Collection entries
-*-
impl NextAgent {
    /// The executor to dispatch, or `None` for [`NextAgent::Finish`].
    pub fn agent(self) -> Option<AgentId> {
        match self {
            Self::Researcher => Some(AgentId::Researcher),
            Self::ContentCreator => Some(AgentId::ContentCreator),
            Self::Reviewer => Some(AgentId::Reviewer),
            Self::Finish => None,
        }
    }

    /// Parses an agent name as returned by a decision oracle.
    ///
    /// Matching is case-insensitive and tolerates surrounding quotes,
    /// whitespace and a few common aliases. Unknown names yield `None`.
    pub fn from_oracle_name(name: &str) -> Option<Self> {
        let cleaned = name
            .trim()
            .trim_matches(|c| c == '"' || c == '\'' || c == '`')
            .trim()
            .to_ascii_lowercase()
            .replace(['-', ' '], "_");
        match cleaned.as_str() {
            "researcher" | "research" => Some(Self::Researcher),
            "content_creator" | "creator" | "writer" => Some(Self::ContentCreator),
            "reviewer" | "review" => Some(Self::Reviewer),
            "finish" | "end" | "done" | "human_review" => Some(Self::Finish),
            _ => None,
        }
    }
}

impl std::fmt::Display for NextAgent {
    fn fmt(&self, f: &mut std::fmt::Formatter<'_>) -> std::fmt::Result {
        match self.agent() {
            Some(agent) => f.write_str(agent.as_str()),
            None => f.write_str("finish"),
        }
    }
}

/// Routing phase of the Controller's state machine.
#[derive(Debug, Clone, Copy, PartialEq, Eq, Hash, Default, Serialize, Deserialize)]
#[serde(rename_all = "SCREAMING_SNAKE_CASE")]
pub enum Phase {
    /// Before the first decision. Never a destination.
    #[default]
    Init,
    Research,
    Create,
    Review,
    Revise,
    Finish,
}

impl Phase {
    /// The executor that runs while in this phase.
    pub fn dispatch(self) -> NextAgent {
        match self {
            Self::Init | Self::Research => NextAgent::Researcher,
            Self::Create | Self::Revise => NextAgent::ContentCreator,
            Self::Review => NextAgent::Reviewer,
            Self::Finish => NextAgent::Finish,
        }
    }
}

impl std::fmt::Display for Phase {
    fn fmt(&self, f: &mut std::fmt::Formatter<'_>) -> std::fmt::Result {
        f.write_str(match self {
            Self::Init => "INIT",
            Self::Research => "RESEARCH",
            Self::Create => "CREATE",
            Self::Review => "REVIEW",
            Self::Revise => "REVISE",
            Self::Finish => "FINISH",
        })
    }
}

/// Why a run reached FINISH.
#[derive(Debug, Clone, Copy, PartialEq, Eq, Hash, Serialize, Deserialize)]
#[serde(rename_all = "snake_case")]
pub enum FinishReason {
    /// The reviewer approved the draft.
    Approved,
    /// A high score after at least one revision.
    EarlyExit,
    /// The decision ceiling was reached.
    IterationLimit,
    /// The revision ceiling was reached.
    RevisionLimit,
    /// The reviewer rejected the draft; there is no output.
    Rejected,
}
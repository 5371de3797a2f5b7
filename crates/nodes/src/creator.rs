//! The ContentCreator: drafts content from research, or revises it from
//! reviewer feedback.

use std::collections::HashSet;
use std::sync::Arc;

use async_trait::async_trait;
use once_cell::sync::Lazy;
use regex::Regex;
use tracing::{info, instrument};

use pipeline::{
    AgentId, CompletionRequest, Executor, ExecutorError, LlmProvider, Message, MessageKind,
    PartialStateUpdate, Phase, State,
};

use crate::gateway::CallGateway;
use crate::prompts;

static CITATION: Lazy<Regex> = Lazy::new(|| Regex::new(r"\[\d+\]").expect("valid regex"));
static SECTION: Lazy<Regex> =
    Lazy::new(|| Regex::new(r"(?m)^(?:#+\s+.+|\d+\.\s+.+)$").expect("valid regex"));

pub struct ContentCreator {
    llm: Arc<dyn LlmProvider>,
    gateway: Arc<CallGateway>,
}

impl ContentCreator {
    pub fn new(llm: Arc<dyn LlmProvider>, gateway: Arc<CallGateway>) -> Self {
        Self { llm, gateway }
    }

    fn prompt(state: &State, revising: bool) -> String {
        let brief = state.brief();
        if revising {
            format!(
                "You are revising previously created content based on reviewer feedback.\n\n\
                 Original research:\n{}\n\n\
                 Current draft:\n{}\n\n\
                 Reviewer feedback:\n{}\n\n\
                 Revise the content to address every feedback point while keeping it accurate. \
                 Keep all citations.\n\nWrite the revised {} for a {}:",
                state.research_findings(),
                state.content_draft(),
                state.review_feedback(),
                brief.content_type,
                brief.audience,
            )
        } else {
            format!(
                "Create a high-quality {ct} based on the research findings below.\n\n\
                 Task: {}\n\n\
                 Research findings:\n{}\n\n\
                 Requirements:\n\
                 1. Engaging introduction that hooks the reader\n\
                 2. Well-structured body with clear sections\n\
                 3. Claims supported by evidence from the research\n\
                 4. Numbered citations [1], [2], etc.\n\
                 5. Compelling conclusion\n\
                 6. Professional tone appropriate for a {}\n\n\
                 Write the {ct}:",
                state.task(),
                state.research_findings(),
                brief.audience,
                ct = brief.content_type,
            )
        }
    }
}

#[async_trait]
impl Executor for ContentCreator {
    fn agent(&self) -> AgentId {
        AgentId::ContentCreator
    }

    #[instrument(skip_all, fields(agent = "content_creator", iteration = state.iteration_count()))]
    async fn execute(&self, state: &State) -> Result<PartialStateUpdate, ExecutorError> {
        let revising = state.phase() == Phase::Revise;
        let request = CompletionRequest::new(prompts::CONTENT_CREATOR, Self::prompt(state, revising));
        let draft = self
            .gateway
            .call_weighted("llm.complete", request.estimated_tokens(), || self.llm.complete(&request))
            .await?;
        if draft.trim().is_empty() {
            return Err(ExecutorError::transient("llm.complete", "model returned an empty draft"));
        }

        let stats = DraftStats::of(&draft);
        info!(
            version = state.content_version() + 1,
            revising,
            words = stats.words,
            citations = stats.citations,
            sections = stats.sections,
            "Draft produced"
        );
        let verb = if revising { "revised" } else { "created" };
        let summary = format!(
            "Content {verb} ({} words, {} sources cited)",
            stats.words, stats.citations
        );
        Ok(PartialStateUpdate::new()
            .with_draft(draft)
            .with_message(Message::new(AgentId::ContentCreator, MessageKind::Info, summary)))
    }
}

/// Simple measurements of a draft.
#[derive(Debug, Clone, Copy, PartialEq, Eq)]
pub struct DraftStats {
    pub words: usize,
    /// Distinct `[n]` citation markers.
    pub citations: usize,
    /// Markdown headers and numbered section lines.
    pub sections: usize,
}

impl DraftStats {
    pub fn of(draft: &str) -> Self {
        let distinct: HashSet<&str> = CITATION.find_iter(draft).map(|m| m.as_str()).collect();
        Self {
            words: draft.split_whitespace().count(),
            citations: distinct.len(),
            sections: SECTION.find_iter(draft).count(),
        }
    }
}
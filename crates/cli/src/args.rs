//! Command-line arguments.

use std::path::PathBuf;

use clap::{Parser, Subcommand, ValueEnum};
use pipeline::ContentType;

/// AgentFlow: research a topic, draft content, review it, repeat until it
/// is good enough.
#[derive(Parser, Debug)]
#[command(
    name = "agentflow",
    version,
    about = "Multi-agent research and content pipeline",
    after_help = "EXAMPLES:\n    \
                  agentflow \"Research the benefits of meditation\"\n    \
                  agentflow \"Analyze quantum computing trends\" --content-type report\n    \
                  agentflow \"Study climate change impacts\" -v --save-output results.md\n    \
                  agentflow \"Study climate change impacts\" --run-id run_1a2b3c4d   # resume\n    \
                  agentflow runs list\n    \
                  agentflow runs delete run_1a2b3c4d",
    subcommand_negates_reqs = true
)]
pub struct Cli {
    #[command(subcommand)]
    pub command: Option<Command>,

    /// Research task or topic to process
    #[arg(required = true)]
    pub task: Option<String>,

    /// Type of content to generate
    #[arg(long, value_enum, default_value_t = ContentTypeArg::BlogPost)]
    pub content_type: ContentTypeArg,

    /// Target audience
    #[arg(long, default_value = "general audience")]
    pub audience: String,

    /// Enable debug logging
    #[arg(short, long, global = true)]
    pub verbose: bool,

    /// Save the final output to FILE
    #[arg(long, value_name = "FILE")]
    pub save_output: Option<PathBuf>,

    /// Disable state checkpointing
    #[arg(long)]
    pub no_checkpointing: bool,

    /// Override the maximum number of Controller decisions
    #[arg(long, value_name = "N")]
    pub max_iterations: Option<u32>,

    /// Pipeline configuration file (TOML)
    #[arg(short, long, value_name = "FILE", env = "AGENTFLOW_CONFIG")]
    pub config: Option<PathBuf>,

    /// Run identifier; an existing checkpoint with this id is resumed
    #[arg(long, value_name = "ID")]
    pub run_id: Option<String>,

    /// Directory holding checkpoint files
    #[arg(
        long,
        value_name = "DIR",
        env = "AGENTFLOW_CHECKPOINT_DIR",
        default_value = ".agentflow/checkpoints",
        global = true
    )]
    pub checkpoint_dir: PathBuf,

    /// Ask the language model to propose each routing step
    #[arg(long)]
    pub llm_routing: bool,

    /// Emit logs as JSON lines
    #[arg(long, global = true)]
    pub log_json: bool,

    /// Export traces to this OTLP (gRPC) endpoint
    #[arg(long, value_name = "URL", env = "AGENTFLOW_OTLP_ENDPOINT")]
    pub otlp_endpoint: Option<String>,

    #[command(flatten)]
    pub providers: ProviderArgs,
}

#[derive(Subcommand, Debug, Clone, PartialEq, Eq)]
pub enum Command {
    /// Inspect or remove stored runs
    #[command(subcommand)]
    Runs(RunsCommand),
}

#[derive(Subcommand, Debug, Clone, PartialEq, Eq)]
pub enum RunsCommand {
    /// List checkpointed runs
    List,
    /// Delete the checkpoint of a run
    Delete {
        /// Run identifier
        run_id: String,
    },
}

/// Credentials and endpoints for the external services.
#[derive(clap::Args, Debug, Clone)]
pub struct ProviderArgs {
    /// API key for the chat-completion endpoint
    #[arg(long, env = "AGENTFLOW_LLM_API_KEY", hide_env_values = true)]
    pub llm_api_key: Option<String>,

    /// Chat-completion endpoint root (an Azure deployment URL also works)
    #[arg(long, env = "AGENTFLOW_LLM_BASE_URL", default_value = llm::DEFAULT_BASE_URL)]
    pub llm_base_url: String,

    /// Model name
    #[arg(long, env = "AGENTFLOW_LLM_MODEL", default_value = llm::DEFAULT_MODEL)]
    pub llm_model: String,

    /// Azure OpenAI API version; switches to Azure request conventions
    #[arg(long, env = "AGENTFLOW_LLM_API_VERSION")]
    pub llm_api_version: Option<String>,

    /// API key for the search service
    #[arg(long, env = "AGENTFLOW_SEARCH_API_KEY", hide_env_values = true)]
    pub search_api_key: Option<String>,

    /// Search service endpoint root
    #[arg(long, env = "AGENTFLOW_SEARCH_BASE_URL", default_value = search::DEFAULT_BASE_URL)]
    pub search_base_url: String,
}

#[derive(ValueEnum, Debug, Clone, Copy, PartialEq, Eq)]
pub enum ContentTypeArg {
    BlogPost,
    Article,
    Report,
    Summary,
}

impl From<ContentTypeArg> for ContentType {
    fn from(arg: ContentTypeArg) -> Self {
        match arg {
            ContentTypeArg::BlogPost => ContentType::BlogPost,
            ContentTypeArg::Article => ContentType::Article,
            ContentTypeArg::Report => ContentType::Report,
            ContentTypeArg::Summary => ContentType::Summary,
        }
    }
}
-*-
Description of the task
Copy exactly the line containing "impl From<ContentTypeArg> for" and each line after it through the end of the records above.

Result
impl From<ContentTypeArg> for ContentType {
    fn from(arg: ContentTypeArg) -> Self {
        match arg {
            ContentTypeArg::BlogPost => ContentType::BlogPost,
            ContentTypeArg::Article => ContentType::Article,
            ContentTypeArg::Report => ContentType::Report,
            ContentTypeArg::Summary => ContentType::Summary,
        }
    }
}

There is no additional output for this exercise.